Adjustments to the Academy Awards rules will increase the number of potential Best-Song nominees to four, and tweak the processes for Foreign Language, Makeup and Visual Effects categories
The Academy's Board of Governors made several minor changes to Oscar rules in its annual review of those rules this week, but it left intact the controversial system that produces a variable number of Best Picture nominations.
The board's changes include the Original Song category, in which the Music Branch Executive Committee can now recommend that a fourth songwriter be credited for a nominated song. For the past six years, the number of nominees for any song had been limited to two, or in special circumstances to three.
Rules in the Foreign Language Film category were amended to remove the requirement that the submissions must have been exhibited in their home countries in 35mm or DCP; they must still be submitted to the Academy in one of those formats.
The award for makeup has been renamed Best Makeup and Hairstyling. New rules expand the pool of voters for the nominating round from those who attended a "bakeoff" presentation to all branch members who have seen all seven shortlisted films.
And in the Visual Effects category, the branch's Executive Committee will now choose 10 films for the shortlist. Previously, it could choose anywhere from seven to 10.

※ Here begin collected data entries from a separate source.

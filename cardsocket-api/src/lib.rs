pub mod http;

pub use http::{create_router, AppError, AppState, WsSettings};
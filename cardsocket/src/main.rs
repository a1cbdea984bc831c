mod server;

use anyhow::{Context, Result};
use std::sync::Arc;
use std::time::Duration;
use tracing::info;

use cardsocket_cluster::{Broker, MemoryBroker, RedisBroker, Relay, RelayOptions};
use cardsocket_core::{bootstrap::load_config, logging, Config};

use server::CardSocketServer;

/// Generate a unique node ID for this server instance
fn generate_node_id() -> String {
    let hostname = hostname::get()
        .ok()
        .and_then(|h| h.into_string().ok())
        .unwrap_or_else(|| "unknown".to_string());

    // Random suffix so replicas sharing a hostname stay distinct
    let suffix = nanoid::nanoid!(6);

    format!("{hostname}-{suffix}")
}

fn build_broker(config: &Config) -> Result<Arc<dyn Broker>> {
    if !config.is_clustered() {
        info!("Redis not configured, running in single-node mode");
        return Ok(Arc::new(MemoryBroker::new()));
    }

    let broker = RedisBroker::new(
        &config.redis.url,
        Duration::from_secs(config.redis.connect_timeout_seconds),
    )
    .context("Failed to create Redis broker")?;
    info!(channel = %config.redis.channel, "Redis broker configured");

    Ok(Arc::new(broker))
}

#[tokio::main]
async fn main() -> Result<()> {
    // 1. Load and validate configuration
    let config = load_config().context("Failed to load configuration")?;

    // 2. Initialize logging
    logging::init_logging(&config.logging)?;
    info!("cardsocket starting...");
    info!("HTTP address: {}", config.http_address());

    // 3. Broker and relay
    let node_id = generate_node_id();
    info!(node_id = %node_id, "Node identity assigned");
    let broker = build_broker(&config)?;
    let relay = Relay::start(broker, RelayOptions::from_config(&config, node_id));

    // 4. Serve until a shutdown signal arrives
    CardSocketServer::new(config, relay).start().await
}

Two years ago, the Academy expanded the number of nominees in that category from three to five.
Other minor changes included what the Academy calls "housekeeping' adjustments."
None of the changes are anywhere near as significant as last year's decision to implement a system designed to yield anywhere between five to 10 nominations in the Best Picture category. Designed to add uncertainty to the Oscar race, that system received mixed reviews after producing an unexpected large slate of nine nominees.